Having studied a single speech of Cicero’s in some depth, the class is now moving on to a very rapid examination of De Oratore. This is usually translated as On the Ideal Orator, and is a bit unusual for its time on focusing on the orator as a person, rather than on oratory as a skill to be developed. Our translation has all sorts of interesting pages and pages and pages of info on this, but the simple version is: Cicero was trying to reconcile the usually opposed schools of philosophy (aiming at the truth) and rhetoric (aiming at persuasion), in an argument for the ideal (and likely unattainable ideal at that) orator being one who fully understands the truth, the matter at hand, and the art of speaking.

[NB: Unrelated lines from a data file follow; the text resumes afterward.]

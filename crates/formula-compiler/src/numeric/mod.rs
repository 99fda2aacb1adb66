//! Arithmetic backends.
//!
//! A compiled program is evaluated against exactly one [`Arithmetic`] implementation, chosen by
//! the model's [`NumericType`]. Literals are exact [`BigDecimal`]s and are converted into the
//! backend's representation when they are evaluated.

mod decimal;
mod double;
mod scaled;

use core::cmp::Ordering;
use core::fmt;

use formula_model::{BigDecimal, NumericType, RoundingMode};

use crate::error::{CompilerError, CompilerResult, ErrorKind};

pub use decimal::Decimal;
pub use double::Double;
pub use scaled::ScaledLong;

/// Largest integral exponent evaluated by repeated multiplication; larger ones go through `f64`.
const MAX_EXACT_EXPONENT: i64 = 1024;

pub trait Arithmetic: fmt::Debug {
    type Num: Clone + fmt::Debug + PartialEq;

    fn numeric_type(&self) -> NumericType;

    fn from_decimal(&self, value: &BigDecimal) -> Result<Self::Num, ErrorKind>;
    fn to_decimal(&self, n: &Self::Num) -> Result<BigDecimal, ErrorKind>;
    fn from_f64(&self, value: f64) -> Result<Self::Num, ErrorKind>;
    fn to_f64(&self, n: &Self::Num) -> f64;

    fn from_i64(&self, value: i64) -> Result<Self::Num, ErrorKind> {
        self.from_decimal(&BigDecimal::from_i64(value))
    }

    fn add(&self, a: &Self::Num, b: &Self::Num) -> Result<Self::Num, ErrorKind>;
    fn sub(&self, a: &Self::Num, b: &Self::Num) -> Result<Self::Num, ErrorKind>;
    fn mul(&self, a: &Self::Num, b: &Self::Num) -> Result<Self::Num, ErrorKind>;
    /// `#DIV/0!` for a zero divisor.
    fn div(&self, a: &Self::Num, b: &Self::Num) -> Result<Self::Num, ErrorKind>;
    fn neg(&self, a: &Self::Num) -> Self::Num;
    fn cmp(&self, a: &Self::Num, b: &Self::Num) -> Ordering;
    fn is_zero(&self, a: &Self::Num) -> bool;

    /// Integral exponents are computed exactly in the backend; others through `f64`.
    fn pow(&self, base: &Self::Num, exponent: &Self::Num) -> Result<Self::Num, ErrorKind> {
        let e = self.to_decimal(exponent)?;
        if e.is_integer() {
            if let Some(e) = e.to_i64().filter(|e| e.abs() <= MAX_EXACT_EXPONENT) {
                return self.powi(base, e);
            }
        }
        self.from_f64(self.to_f64(base).powf(self.to_f64(exponent)))
    }

    fn powi(&self, base: &Self::Num, exponent: i64) -> Result<Self::Num, ErrorKind> {
        if exponent == 0 {
            return if self.is_zero(base) {
                Err(ErrorKind::Num)
            } else {
                self.from_i64(1)
            };
        }
        if exponent < 0 && self.is_zero(base) {
            return Err(ErrorKind::Div0);
        }
        let mut result = self.from_i64(1)?;
        let mut square = base.clone();
        let mut e = exponent.unsigned_abs();
        while e > 0 {
            if e & 1 == 1 {
                result = self.mul(&result, &square)?;
            }
            e >>= 1;
            if e > 0 {
                square = self.mul(&square, &square)?;
            }
        }
        if exponent < 0 {
            self.div(&self.from_i64(1)?, &result)
        } else {
            Ok(result)
        }
    }

    /// Rounds to `digits` fractional digits; negative `digits` round to tens, hundreds, ...
    fn round(&self, a: &Self::Num, digits: i32, mode: RoundingMode) -> Result<Self::Num, ErrorKind> {
        let rounded = round_decimal(&self.to_decimal(a)?, digits, mode);
        self.from_decimal(&rounded)
    }

    /// Numeric text as typed by a user; surrounding whitespace is ignored.
    fn parse(&self, text: &str) -> Result<Self::Num, ErrorKind> {
        let value: BigDecimal = text.trim().parse().map_err(|_| ErrorKind::Value)?;
        self.from_decimal(&value)
    }

    fn format(&self, a: &Self::Num) -> String {
        match self.to_decimal(a) {
            Ok(d) => d.normalized().to_string(),
            Err(kind) => kind.to_string(),
        }
    }
}

pub(crate) fn round_decimal(value: &BigDecimal, digits: i32, mode: RoundingMode) -> BigDecimal {
    if digits >= 0 {
        let digits = digits.unsigned_abs();
        if digits >= value.scale() {
            return value.clone();
        }
        return value.with_scale(digits, mode);
    }
    let factor = BigDecimal::from_i64(10).powi(digits.unsigned_abs());
    match value.div(&factor, 0, mode) {
        Some(q) => q.mul(&factor),
        None => value.clone(),
    }
}

/// Rejects numeric types no backend can represent.
pub fn validate(numeric_type: NumericType) -> CompilerResult<()> {
    match numeric_type {
        NumericType::ScaledLong { scale } if scale > NumericType::MAX_SCALED_LONG_SCALE => {
            Err(CompilerError::unsupported(format!(
                "scaled-long scale {scale} exceeds {}",
                NumericType::MAX_SCALED_LONG_SCALE
            )))
        }
        _ => Ok(()),
    }
}

/// Runs `$body` with `$ar` bound to the backend for `$numeric_type`.
macro_rules! with_arithmetic {
    ($numeric_type:expr, $ar:ident => $body:expr) => {
        match $numeric_type {
            formula_model::NumericType::Double => {
                let $ar = $crate::numeric::Double;
                $body
            }
            formula_model::NumericType::ScaledLong { scale } => {
                let $ar = $crate::numeric::ScaledLong::new(scale);
                $body
            }
            formula_model::NumericType::BigDecimal { scale, rounding } => {
                let $ar = $crate::numeric::Decimal::new(scale, rounding);
                $body
            }
        }
    };
}

pub(crate) use with_arithmetic;

#[cfg(test)]
mod tests {
    use super::*;

    fn dec(s: &str) -> BigDecimal {
        s.parse().unwrap()
    }

    #[test]
    fn rounding_to_negative_digits() {
        assert_eq!(round_decimal(&dec("1250"), -2, RoundingMode::HalfUp), dec("1300"));
        assert_eq!(round_decimal(&dec("-1250"), -2, RoundingMode::HalfEven), dec("-1200"));
        assert_eq!(round_decimal(&dec("2.675"), 2, RoundingMode::HalfUp), dec("2.68"));
        assert_eq!(round_decimal(&dec("2.5"), 3, RoundingMode::Down), dec("2.5"));
    }

    #[test]
    fn integral_powers_are_exact() {
        let ar = Decimal::new(None, RoundingMode::HalfUp);
        let tenth = dec("0.1");
        assert_eq!(ar.powi(&tenth, 3).unwrap(), dec("0.001"));
        assert_eq!(ar.powi(&dec("2"), -2).unwrap(), dec("0.25"));
        assert_eq!(ar.powi(&dec("0"), 0), Err(ErrorKind::Num));
        assert_eq!(ar.powi(&dec("0"), -1), Err(ErrorKind::Div0));
    }

    #[test]
    fn oversized_scaled_long_is_rejected() {
        assert!(validate(NumericType::scaled_long(18)).is_ok());
        assert!(validate(NumericType::scaled_long(19)).is_err());
    }
}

Rather than being a treatise with the author arguing his point of view, this is presented in the old Greek style: it’s a dialogue between characters, who argue back and forth over what makes for the best orator. From a modern perspective, it’s almost a piece of historical fiction: it’s set in a specific year, in a meeting that presumably did or could have occurred between specific historical characters, but it’s all written by a later author trying to make his point while keeping the people he represents “in character.” As with a lot of ancient literature, it’s not exactly fiction or non-fiction as we think of them today.
In any case, the parts we’re translating in class--and I use the term “parts” rather than “section”, because we’ll be jumping from one chunk to the next with many intervening bits skipped--come from Book III, which represents the third supposed night of conversation between our characters. The main speakers are Crassus and Antonius, and, unlike in the Socratic dialogues, neither one of them is meant to represent the Real Answers while the other is a fool proved to be wrong; they’re both actual famous orators of yore whom Cicero respected highly. (They both died horribly during a civil war, too; the scene is set a few weeks before their deaths.) Instead, their argument is meant to work out the truth by means of their disagreement, a sort of worked example for Cicero’s argument that rhetoric is a better battleground for the truth than philosophy alone. Part of his point is that just thinking about the truth isn’t sufficient; it’s through the debate over the truth, and putting it into practice in the political sphere, that philosophy finally stops being theoretical and starts getting things done.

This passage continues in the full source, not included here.